Last semester, when I was teaching a story about childhood, one of my students (who is also a mother) said that she couldn’t let her kids go outside because it’s too dangerous these days.

Too dangerous? Really?

I grew up on a street where kids in junior high walked around with pints of Jack Daniels in their back pockets, where high schoolers dealt everything from pot to cocaine on the street corner where we all hung out, where girls got pregnant at the age of eleven, and where thieves stole an entire houseful of one of our neighbor’s belongings. All of this happened, but I still turned out okay.

And this was in the suburbs!

I’m sorry, but I find it hard to believe that things are any worse now than they were when I was growing up—a time when the whole country was embracing free love and a song called “Pass the Dutchie” ruled the airwaves.

And what I learned from all of those experiences was that I had to be able to stand on my own two feet, that I had to be able to make my own decisions—whether I was being offered a joint or being challenged to a fight. My parents weren’t always going to be around to protect me.

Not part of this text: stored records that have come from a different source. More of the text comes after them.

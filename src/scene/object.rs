//! A positioned, oriented, scaled instance of a mesh.

use crate::gfx::camera::Camera;
use crate::gfx::device::RenderDevice;
use crate::gfx::light::Light;
use crate::gfx::resources::{MeshId, SceneResources};
use crate::gfx::shader::Shader;
use crate::input::{InputState, Key};
use crate::math::{Mat4, Vec3, Vec4};

/// Degrees per second the avatar turns while a turn key is held.
const TURN_RATE: f32 = 50.0;

/// How an object responds to per-frame input.
#[derive(Debug, Clone, Copy, PartialEq, Eq)]
pub enum Behavior {
    /// Keyboard-driven: translates along its facing direction and yaws.
    Avatar,
    /// Placed once, never moves.
    Scenery,
}

pub struct Object {
    mesh: MeshId,
    pub position: Vec3,
    pub scaling: Vec3,
    /// Yaw around the world Y axis, in degrees.
    pub orientation: f32,
    behavior: Behavior,
}

impl Object {
    pub fn avatar(mesh: MeshId, position: Vec3, scaling: Vec3, orientation: f32) -> Self {
        Self {
            mesh,
            position,
            scaling,
            orientation,
            behavior: Behavior::Avatar,
        }
    }

    pub fn scenery(mesh: MeshId, position: Vec3, scaling: Vec3, orientation: f32) -> Self {
        Self {
            mesh,
            position,
            scaling,
            orientation,
            behavior: Behavior::Scenery,
        }
    }

    pub fn behavior(&self) -> Behavior {
        self.behavior
    }

    /// Applies one frame of movement. Held keys compose additively; the
    /// forward direction subtracts along `(cos yaw, 0, sin yaw)`, a sign
    /// convention the chase camera offset depends on.
    pub fn advance(&mut self, dt: f32, input: &InputState) {
        match self.behavior {
            Behavior::Scenery => {}
            Behavior::Avatar => {
                let radians = self.orientation.to_radians();
                if input.held(Key::Forward) {
                    self.position.x -= dt * radians.cos();
                    self.position.z -= dt * radians.sin();
                }
                if input.held(Key::Backward) {
                    self.position.x += dt * radians.cos();
                    self.position.z += dt * radians.sin();
                }
                if input.held(Key::TurnLeft) {
                    self.orientation -= dt * TURN_RATE;
                }
                if input.held(Key::TurnRight) {
                    self.orientation += dt * TURN_RATE;
                }
            }
        }
    }

    /// Model matrix and its analytic inverse, built from the same
    /// position/scale/yaw so the pair stays exact.
    fn transforms(&self) -> (Mat4, Mat4) {
        let radians = self.orientation.to_radians();
        let m = Mat4::scaling(self.scaling)
            * Mat4::rotation_y(radians)
            * Mat4::translation(self.position);
        let inv = Mat4::translation(-self.position)
            * Mat4::rotation_y(-radians)
            * Mat4::scaling(Vec3::new(
                1.0 / self.scaling.x,
                1.0 / self.scaling.y,
                1.0 / self.scaling.z,
            ));
        (m, inv)
    }

    fn upload_transforms(
        &self,
        device: &mut impl RenderDevice,
        shader: &Shader,
        camera: &Camera,
    ) {
        let (m, inv_m) = self.transforms();
        let vp = camera.view_matrix() * camera.projection_matrix();
        shader.upload_model(device, m);
        shader.upload_inverse_model(device, inv_m);
        shader.upload_model_view_projection(device, m * vp);
        shader.upload_view_projection(device, vp);
    }

    pub(crate) fn draw(
        &self,
        device: &mut impl RenderDevice,
        resources: &SceneResources,
        camera: &Camera,
        light: &Light,
    ) {
        let shader = resources.mesh_shader(self.mesh);
        shader.run(device);
        self.upload_transforms(device, shader, camera);
        shader.upload_light(device, light);
        shader.upload_eye_position(device, camera.eye());

        let mesh = resources.mesh(self.mesh);
        resources.material(mesh.material).upload_attributes(device, resources);
        resources.geometry(mesh.geometry).draw(device);
    }

    /// Projects this object's geometry onto the ground plane. The
    /// projection always runs from a fixed overhead point light; the scene
    /// light is left untouched.
    pub(crate) fn draw_shadow(
        &self,
        device: &mut impl RenderDevice,
        resources: &SceneResources,
        camera: &Camera,
        shadow_shader: &Shader,
    ) {
        shadow_shader.run(device);
        self.upload_transforms(device, shadow_shader, camera);

        let overhead = Light::new(
            Vec3::splat(1.0),
            Vec3::splat(1.0),
            Vec4::new(0.0, 100.0, 0.0, 1.0),
        );
        shadow_shader.upload_light(device, &overhead);
        shadow_shader.upload_eye_position(device, camera.eye());

        let mesh = resources.mesh(self.mesh);
        resources.geometry(mesh.geometry).draw(device);
    }
}

#[cfg(test)]
mod tests {
    use super::*;

    fn test_object(behavior: Behavior) -> Object {
        let mesh = MeshId(0);
        match behavior {
            Behavior::Avatar => Object::avatar(mesh, Vec3::default(), Vec3::splat(1.0), 0.0),
            Behavior::Scenery => Object::scenery(mesh, Vec3::default(), Vec3::splat(1.0), 0.0),
        }
    }

    #[test]
    fn test_avatar_forward_at_zero_yaw() {
        let mut object = test_object(Behavior::Avatar);
        let mut input = InputState::new();
        input.set(Key::Forward, true);

        object.advance(1.0, &input);
        assert!((object.position.x - -1.0).abs() < 1e-6);
        assert!(object.position.z.abs() < 1e-6);
        assert!(object.position.y.abs() < 1e-6);
    }

    #[test]
    fn test_avatar_turn_rate() {
        let mut object = test_object(Behavior::Avatar);
        let mut input = InputState::new();
        input.set(Key::TurnLeft, true);

        object.advance(1.0, &input);
        assert!((object.orientation - -50.0).abs() < 1e-6);

        input.set(Key::TurnLeft, false);
        input.set(Key::TurnRight, true);
        object.advance(0.5, &input);
        assert!((object.orientation - -25.0).abs() < 1e-5);
    }

    #[test]
    fn test_held_keys_compose() {
        let mut object = test_object(Behavior::Avatar);
        let mut input = InputState::new();
        input.set(Key::Forward, true);
        input.set(Key::Backward, true);
        input.set(Key::TurnLeft, true);

        // Opposing translation keys cancel; the turn still applies.
        object.advance(1.0, &input);
        assert!(object.position.x.abs() < 1e-6);
        assert!((object.orientation - -50.0).abs() < 1e-6);
    }

    #[test]
    fn test_scenery_ignores_input() {
        let mut object = test_object(Behavior::Scenery);
        let mut input = InputState::new();
        input.set(Key::Forward, true);
        input.set(Key::TurnRight, true);

        object.advance(1.0, &input);
        assert_eq!(object.position, Vec3::default());
        assert_eq!(object.orientation, 0.0);
    }
}
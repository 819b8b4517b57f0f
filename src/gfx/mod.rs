//! Graphics: the submission contract, shading resources, and the camera.
//!
//! The modules here split along the ownership boundary the scene relies
//! on: [`device`] defines what a backend must provide, [`rendering`] is
//! the wgpu implementation of it, and everything else is backend-agnostic
//! resource state addressed through [`resources`] handles.

pub mod camera;
pub mod device;
pub mod geometry;
pub mod light;
pub mod material;
pub mod rendering;
pub mod resources;
pub mod shader;
pub mod texture;

pub use camera::Camera;
pub use device::RenderDevice;
pub use light::Light;
pub use rendering::WgpuDevice;
//! Gorse, a small real-time 3D scene renderer.
//!
//! Loads polygonal meshes and textures, places them in a flat scene, and
//! renders them with per-pixel Phong lighting, planar ground shadows, and a
//! reflective environment cube map under a chase camera. Built on wgpu and
//! winit; the renderer core talks to the GPU only through the submission
//! contract in [`gfx::device`], so it tests without one.

pub mod app;
pub mod gfx;
pub mod import;
pub mod input;
pub mod math;
pub mod scene;

pub use app::{App, WindowConfig};
pub use scene::{Scene, SceneConfig};

/// Creates an application with default window and scene configuration.
pub fn default() -> App {
    App::new(WindowConfig::default(), SceneConfig::default())
}
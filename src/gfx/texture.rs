//! 2D and cube-map textures.
//!
//! Decoding goes through the `image` crate; what the device sees is only
//! the raw pixel contract (bytes + dimensions + channel count). A file that
//! fails to decode leaves the texture unbound: `bind` becomes a no-op and
//! the affected surface renders with the device's fallback texel instead of
//! aborting.

use std::path::Path;

use log::warn;

use crate::gfx::device::{
    CubeMapHandle, ImageData, RenderDevice, TextureHandle, TEXTURE_UNIT_2D, TEXTURE_UNIT_CUBE,
};

fn decode(path: &Path) -> Option<ImageData> {
    let decoded = match image::open(path) {
        Ok(decoded) => decoded,
        Err(err) => {
            warn!("texture {} not decoded ({err}), leaving unbound", path.display());
            return None;
        }
    };
    let width = decoded.width();
    let height = decoded.height();
    match decoded {
        image::DynamicImage::ImageRgb8(pixels) => Some(ImageData {
            pixels: pixels.into_raw(),
            width,
            height,
            channels: 3,
        }),
        other => Some(ImageData {
            pixels: other.to_rgba8().into_raw(),
            width,
            height,
            channels: 4,
        }),
    }
}

/// A 2D texture bound to the shared 2D sampler unit.
#[derive(Debug, Clone, Copy)]
pub struct Texture {
    handle: Option<TextureHandle>,
}

impl Texture {
    pub fn load(device: &mut impl RenderDevice, path: impl AsRef<Path>) -> Self {
        let path = path.as_ref();
        let handle =
            decode(path).map(|image| device.create_texture_2d(&image, &path.display().to_string()));
        Self { handle }
    }

    pub fn is_loaded(&self) -> bool {
        self.handle.is_some()
    }

    /// No-op when the texture never loaded.
    pub fn bind(&self, device: &mut impl RenderDevice) {
        if let Some(handle) = self.handle {
            device.bind_texture_2d(TEXTURE_UNIT_2D, handle);
        }
    }
}

/// A cube map bound to the shared cube sampler unit.
#[derive(Debug, Clone, Copy)]
pub struct CubeMap {
    handle: Option<CubeMapHandle>,
}

impl CubeMap {
    /// Loads six faces in +X, -X, +Y, -Y, +Z, -Z order. All six must
    /// decode; otherwise the map stays unbound.
    pub fn load<P: AsRef<Path>>(device: &mut impl RenderDevice, paths: &[P; 6]) -> Self {
        let mut faces = Vec::with_capacity(6);
        for path in paths {
            match decode(path.as_ref()) {
                Some(face) => faces.push(face),
                None => return Self { handle: None },
            }
        }
        let faces: [ImageData; 6] = faces.try_into().expect("collected exactly six faces");
        Self {
            handle: Some(device.create_texture_cube(&faces, "environment cube")),
        }
    }

    pub fn is_loaded(&self) -> bool {
        self.handle.is_some()
    }

    pub fn bind(&self, device: &mut impl RenderDevice) {
        if let Some(handle) = self.handle {
            device.bind_texture_cube(TEXTURE_UNIT_CUBE, handle);
        }
    }
}
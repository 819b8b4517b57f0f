//! Graphics submission contract.
//!
//! The renderer core never talks to a graphics API directly; it drives an
//! implementation of [`RenderDevice`]. The contract is intentionally narrow:
//! upload vertex buffers with a fixed attribute layout, build shader
//! programs with a declared uniform table, set uniforms by name, bind
//! texture units, submit draws. The wgpu implementation lives in
//! [`crate::gfx::rendering`]; tests use [`testing::RecordingDevice`].

use thiserror::Error;

use crate::math::{Mat4, Vec3, Vec4};

/// Fatal device-side failures.
///
/// A program that cannot be built makes rendering meaningless, so these
/// propagate out of scene construction instead of degrading.
#[derive(Debug, Error)]
pub enum DeviceError {
    #[error("shader program `{label}` failed to build: {message}")]
    ProgramBuild { label: String, message: String },
}

/// Handle to an uploaded vertex buffer set.
#[derive(Debug, Clone, Copy, PartialEq, Eq, Hash)]
pub struct GeometryHandle(pub u32);

/// Handle to a compiled shader program.
#[derive(Debug, Clone, Copy, PartialEq, Eq, Hash)]
pub struct ProgramHandle(pub u32);

/// Handle to a 2D texture.
#[derive(Debug, Clone, Copy, PartialEq, Eq, Hash)]
pub struct TextureHandle(pub u32);

/// Handle to a cube-map texture.
#[derive(Debug, Clone, Copy, PartialEq, Eq, Hash)]
pub struct CubeMapHandle(pub u32);

/// Texture unit carrying the 2D sampler of every program that has one.
pub const TEXTURE_UNIT_2D: u32 = 0;
/// Texture unit carrying the cube sampler of every program that has one.
pub const TEXTURE_UNIT_CUBE: u32 = 1;

/// How submitted vertices assemble into triangles.
#[derive(Debug, Clone, Copy, PartialEq, Eq, Hash)]
pub enum Topology {
    TriangleList,
    TriangleStrip,
    TriangleFan,
}

/// Vertex attribute layout: slot 0 position, slot 1 texcoord, slot 2 normal.
///
/// Positions are 3-component except for geometry that carries homogeneous
/// coordinates (the ground plane's points at infinity, the backdrop quad).
#[derive(Debug, Clone, Copy, PartialEq, Eq, Hash)]
pub enum VertexLayout {
    Position3TexcoordNormal,
    Position4TexcoordNormal,
    Position4,
}

impl VertexLayout {
    /// Floats per vertex in the position stream.
    pub fn position_components(self) -> usize {
        match self {
            VertexLayout::Position3TexcoordNormal => 3,
            VertexLayout::Position4TexcoordNormal | VertexLayout::Position4 => 4,
        }
    }

    pub fn has_texcoords(self) -> bool {
        !matches!(self, VertexLayout::Position4)
    }
}

/// Flat vertex streams plus the fixed-function state their draws use.
#[derive(Debug, Clone, Copy)]
pub struct GeometryDesc<'a> {
    pub label: &'a str,
    pub layout: VertexLayout,
    pub topology: Topology,
    pub positions: &'a [f32],
    /// Empty when the layout has no texcoord slot.
    pub texcoords: &'a [f32],
    /// Empty when the layout has no normal slot.
    pub normals: &'a [f32],
    pub depth_test: bool,
    pub blend: bool,
}

impl GeometryDesc<'_> {
    pub fn vertex_count(&self) -> usize {
        self.positions.len() / self.layout.position_components()
    }
}

/// Scalar shape of one named uniform.
#[derive(Debug, Clone, Copy, PartialEq, Eq)]
pub enum UniformKind {
    Mat4,
    Vec3,
    Vec4,
    F32,
    U32,
}

impl UniformKind {
    pub fn byte_size(self) -> usize {
        match self {
            UniformKind::Mat4 => 64,
            UniformKind::Vec4 => 16,
            UniformKind::Vec3 => 12,
            UniformKind::F32 | UniformKind::U32 => 4,
        }
    }
}

/// One entry of a program's uniform table.
///
/// `offset` is the byte offset inside the program's uniform block and must
/// match the field layout of the shader source.
#[derive(Debug, Clone, Copy)]
pub struct UniformDecl {
    pub name: &'static str,
    pub offset: usize,
    pub kind: UniformKind,
}

/// Sampler dimensionality of a program texture binding.
#[derive(Debug, Clone, Copy, PartialEq, Eq)]
pub enum SamplerDim {
    D2,
    Cube,
}

/// A texture unit a program samples from.
#[derive(Debug, Clone, Copy)]
pub struct TextureSlot {
    pub unit: u32,
    pub dim: SamplerDim,
}

/// Everything needed to build one shader program.
#[derive(Debug, Clone, Copy)]
pub struct ProgramDesc<'a> {
    pub label: &'a str,
    pub source: &'a str,
    pub layout: VertexLayout,
    pub uniforms: &'a [UniformDecl],
    /// Total uniform block size in bytes (covers padding after the last field).
    pub uniform_bytes: usize,
    pub textures: &'a [TextureSlot],
}

impl ProgramDesc<'_> {
    pub fn find_uniform(&self, name: &str) -> Option<&UniformDecl> {
        self.uniforms.iter().find(|u| u.name == name)
    }
}

/// Decoded image as delivered by the external decoder: raw bytes plus
/// dimensions and channel count (3 = RGB, 4 = RGBA).
#[derive(Debug, Clone)]
pub struct ImageData {
    pub pixels: Vec<u8>,
    pub width: u32,
    pub height: u32,
    pub channels: u8,
}

impl ImageData {
    /// Expands 3-channel data to RGBA; 4-channel data is returned as is.
    /// Backends without a packed 24-bit format upload through this.
    pub fn to_rgba(&self) -> Vec<u8> {
        match self.channels {
            4 => self.pixels.clone(),
            3 => {
                let mut out = Vec::with_capacity(self.pixels.len() / 3 * 4);
                for rgb in self.pixels.chunks_exact(3) {
                    out.extend_from_slice(rgb);
                    out.push(0xff);
                }
                out
            }
            other => panic!("unsupported channel count {other}"),
        }
    }
}

/// The capability the renderer core requires from a graphics backend.
///
/// Uniform setters address the program explicitly rather than relying on a
/// "currently used" program, so uploads can never land in the wrong block.
/// Setting a name the program does not declare is non-fatal: the backend
/// logs a diagnostic and skips the write, and the draw proceeds with the
/// value the uniform last held.
pub trait RenderDevice {
    fn create_geometry(&mut self, desc: &GeometryDesc) -> GeometryHandle;
    fn create_program(&mut self, desc: &ProgramDesc) -> Result<ProgramHandle, DeviceError>;
    fn create_texture_2d(&mut self, image: &ImageData, label: &str) -> TextureHandle;
    fn create_texture_cube(&mut self, faces: &[ImageData; 6], label: &str) -> CubeMapHandle;

    /// Selects the program subsequent draws run with.
    fn use_program(&mut self, program: ProgramHandle);

    fn set_mat4(&mut self, program: ProgramHandle, name: &str, value: Mat4);
    fn set_vec3(&mut self, program: ProgramHandle, name: &str, value: Vec3);
    fn set_vec4(&mut self, program: ProgramHandle, name: &str, value: Vec4);
    fn set_f32(&mut self, program: ProgramHandle, name: &str, value: f32);
    fn set_u32(&mut self, program: ProgramHandle, name: &str, value: u32);

    fn bind_texture_2d(&mut self, unit: u32, texture: TextureHandle);
    fn bind_texture_cube(&mut self, unit: u32, texture: CubeMapHandle);

    /// Submits the geometry with the current program and texture bindings.
    fn draw(&mut self, geometry: GeometryHandle);
}

#[cfg(test)]
pub mod testing {
    //! A backend that records submissions instead of rendering them, used
    //! by the scene and object tests to assert call ordering.

    use super::*;

    #[derive(Debug, Clone, PartialEq)]
    pub enum Call {
        UseProgram(String),
        SetUniform { program: String, name: String },
        BindTexture2d(u32),
        BindTextureCube(u32),
        Draw { program: String, geometry: String },
    }

    #[derive(Default)]
    pub struct RecordingDevice {
        programs: Vec<String>,
        geometries: Vec<String>,
        textures: u32,
        cube_maps: u32,
        current: Option<ProgramHandle>,
        pub calls: Vec<Call>,
    }

    impl RecordingDevice {
        pub fn new() -> Self {
            Self::default()
        }

        fn program_label(&self, program: ProgramHandle) -> String {
            self.programs[program.0 as usize].clone()
        }

        /// The sequence of draws as `(program, geometry)` labels.
        pub fn draws(&self) -> Vec<(String, String)> {
            self.calls
                .iter()
                .filter_map(|c| match c {
                    Call::Draw { program, geometry } => {
                        Some((program.clone(), geometry.clone()))
                    }
                    _ => None,
                })
                .collect()
        }

        /// Names uploaded to the given program label, in call order.
        pub fn uniforms_set(&self, program_label: &str) -> Vec<String> {
            self.calls
                .iter()
                .filter_map(|c| match c {
                    Call::SetUniform { program, name } if program == program_label => {
                        Some(name.clone())
                    }
                    _ => None,
                })
                .collect()
        }
    }

    impl RenderDevice for RecordingDevice {
        fn create_geometry(&mut self, desc: &GeometryDesc) -> GeometryHandle {
            self.geometries.push(desc.label.to_string());
            GeometryHandle(self.geometries.len() as u32 - 1)
        }

        fn create_program(&mut self, desc: &ProgramDesc) -> Result<ProgramHandle, DeviceError> {
            self.programs.push(desc.label.to_string());
            Ok(ProgramHandle(self.programs.len() as u32 - 1))
        }

        fn create_texture_2d(&mut self, _image: &ImageData, _label: &str) -> TextureHandle {
            self.textures += 1;
            TextureHandle(self.textures - 1)
        }

        fn create_texture_cube(&mut self, _faces: &[ImageData; 6], _label: &str) -> CubeMapHandle {
            self.cube_maps += 1;
            CubeMapHandle(self.cube_maps - 1)
        }

        fn use_program(&mut self, program: ProgramHandle) {
            self.current = Some(program);
            self.calls.push(Call::UseProgram(self.program_label(program)));
        }

        fn set_mat4(&mut self, program: ProgramHandle, name: &str, _value: Mat4) {
            self.calls.push(Call::SetUniform {
                program: self.program_label(program),
                name: name.to_string(),
            });
        }

        fn set_vec3(&mut self, program: ProgramHandle, name: &str, _value: Vec3) {
            self.calls.push(Call::SetUniform {
                program: self.program_label(program),
                name: name.to_string(),
            });
        }

        fn set_vec4(&mut self, program: ProgramHandle, name: &str, _value: Vec4) {
            self.calls.push(Call::SetUniform {
                program: self.program_label(program),
                name: name.to_string(),
            });
        }

        fn set_f32(&mut self, program: ProgramHandle, name: &str, _value: f32) {
            self.calls.push(Call::SetUniform {
                program: self.program_label(program),
                name: name.to_string(),
            });
        }

        fn set_u32(&mut self, program: ProgramHandle, name: &str, _value: u32) {
            self.calls.push(Call::SetUniform {
                program: self.program_label(program),
                name: name.to_string(),
            });
        }

        fn bind_texture_2d(&mut self, unit: u32, _texture: TextureHandle) {
            self.calls.push(Call::BindTexture2d(unit));
        }

        fn bind_texture_cube(&mut self, unit: u32, _texture: CubeMapHandle) {
            self.calls.push(Call::BindTextureCube(unit));
        }

        fn draw(&mut self, geometry: GeometryHandle) {
            let program = self
                .current
                .map(|p| self.program_label(p))
                .unwrap_or_else(|| "<none>".to_string());
            self.calls.push(Call::Draw {
                program,
                geometry: self.geometries[geometry.0 as usize].clone(),
            });
        }
    }
}
//! Pipeline state derivation for the wgpu device.
//!
//! Each draw resolves to a pipeline keyed by program, vertex layout,
//! primitive topology and the geometry's depth/blend flags; pipelines are
//! built on first use and cached for the device's lifetime.

use crate::gfx::device::{Topology, VertexLayout};

pub(crate) const DEPTH_FORMAT: wgpu::TextureFormat = wgpu::TextureFormat::Depth32Float;

#[derive(Debug, Clone, Copy, PartialEq, Eq, Hash)]
pub(crate) struct PipelineKey {
    pub program: u32,
    pub layout: VertexLayout,
    pub topology: wgpu::PrimitiveTopology,
    pub depth_test: bool,
    pub blend: bool,
}

/// Fans have no native topology here; they are drawn as indexed lists.
pub(crate) fn native_topology(topology: Topology) -> wgpu::PrimitiveTopology {
    match topology {
        Topology::TriangleList | Topology::TriangleFan => wgpu::PrimitiveTopology::TriangleList,
        Topology::TriangleStrip => wgpu::PrimitiveTopology::TriangleStrip,
    }
}

/// Index buffer contents that unroll a fan into a triangle list.
pub(crate) fn fan_indices(vertex_count: usize) -> Vec<u32> {
    let mut indices = Vec::new();
    for i in 1..vertex_count.saturating_sub(1) as u32 {
        indices.extend_from_slice(&[0, i, i + 1]);
    }
    indices
}

const POSITION3: [wgpu::VertexAttribute; 1] = wgpu::vertex_attr_array![0 => Float32x3];
const POSITION4: [wgpu::VertexAttribute; 1] = wgpu::vertex_attr_array![0 => Float32x4];
const TEXCOORD: [wgpu::VertexAttribute; 1] = wgpu::vertex_attr_array![1 => Float32x2];
const NORMAL: [wgpu::VertexAttribute; 1] = wgpu::vertex_attr_array![2 => Float32x3];

/// One buffer per attribute stream, matching the submission contract's
/// slot assignment (0 position, 1 texcoord, 2 normal).
pub(crate) fn vertex_buffer_layouts(layout: VertexLayout) -> Vec<wgpu::VertexBufferLayout<'static>> {
    let position = wgpu::VertexBufferLayout {
        array_stride: (layout.position_components() * 4) as wgpu::BufferAddress,
        step_mode: wgpu::VertexStepMode::Vertex,
        attributes: if layout.position_components() == 3 {
            &POSITION3
        } else {
            &POSITION4
        },
    };
    let mut buffers = vec![position];
    if layout.has_texcoords() {
        buffers.push(wgpu::VertexBufferLayout {
            array_stride: 8,
            step_mode: wgpu::VertexStepMode::Vertex,
            attributes: &TEXCOORD,
        });
        buffers.push(wgpu::VertexBufferLayout {
            array_stride: 12,
            step_mode: wgpu::VertexStepMode::Vertex,
            attributes: &NORMAL,
        });
    }
    buffers
}

pub(crate) fn build_pipeline(
    device: &wgpu::Device,
    label: &str,
    module: &wgpu::ShaderModule,
    pipeline_layout: &wgpu::PipelineLayout,
    surface_format: wgpu::TextureFormat,
    key: &PipelineKey,
) -> wgpu::RenderPipeline {
    let buffers = vertex_buffer_layouts(key.layout);
    device.create_render_pipeline(&wgpu::RenderPipelineDescriptor {
        label: Some(label),
        layout: Some(pipeline_layout),
        vertex: wgpu::VertexState {
            module,
            entry_point: Some("vs_main"),
            compilation_options: Default::default(),
            buffers: &buffers,
        },
        fragment: Some(wgpu::FragmentState {
            module,
            entry_point: Some("fs_main"),
            compilation_options: Default::default(),
            targets: &[Some(wgpu::ColorTargetState {
                format: surface_format,
                blend: if key.blend {
                    Some(wgpu::BlendState::ALPHA_BLENDING)
                } else {
                    Some(wgpu::BlendState::REPLACE)
                },
                write_mask: wgpu::ColorWrites::ALL,
            })],
        }),
        primitive: wgpu::PrimitiveState {
            topology: key.topology,
            strip_index_format: None,
            front_face: wgpu::FrontFace::Ccw,
            cull_mode: None,
            ..Default::default()
        },
        // The depth attachment is always present; "depth test off" keeps
        // writing disabled and lets every fragment pass.
        depth_stencil: Some(wgpu::DepthStencilState {
            format: DEPTH_FORMAT,
            depth_write_enabled: key.depth_test,
            depth_compare: if key.depth_test {
                wgpu::CompareFunction::Less
            } else {
                wgpu::CompareFunction::Always
            },
            stencil: Default::default(),
            bias: Default::default(),
        }),
        multisample: Default::default(),
        multiview: None,
        cache: None,
    })
}

#[cfg(test)]
mod tests {
    use super::*;

    #[test]
    fn test_fan_unrolls_around_first_vertex() {
        assert_eq!(fan_indices(6), vec![0, 1, 2, 0, 2, 3, 0, 3, 4, 0, 4, 5]);
        assert_eq!(fan_indices(3), vec![0, 1, 2]);
        assert!(fan_indices(2).is_empty());
    }

    #[test]
    fn test_vertex_streams_per_layout() {
        assert_eq!(
            vertex_buffer_layouts(VertexLayout::Position3TexcoordNormal).len(),
            3
        );
        assert_eq!(vertex_buffer_layouts(VertexLayout::Position4).len(), 1);
    }
}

And I worry that’s what our kids today are losing: the ability to be independent. The ability to enjoy and even desire physical activity, to feel the wind in their hair as fly down a too-steep hill on their rackety old ten-speed or to feel the cold in their lungs as they hike along a snow-covered path in the middle of winter. The ability to run away from their parents’ house and the ability to come back. Because if they aren’t allowed outside, not only will they become overweight, they’ll also become afraid. And I’m not sure that those two things are entirely unrelated.

Yes, it’s scary to let kids go outside on their own.

They could be exposed to things we would like to protect them from, and—worse still—they could be harmed or even stolen from us. But the harm we do them by keeping them locked up inside is ultimately a much greater disservice to their generation because it is one that cheats them out of the life we so desperately want them to be able to live.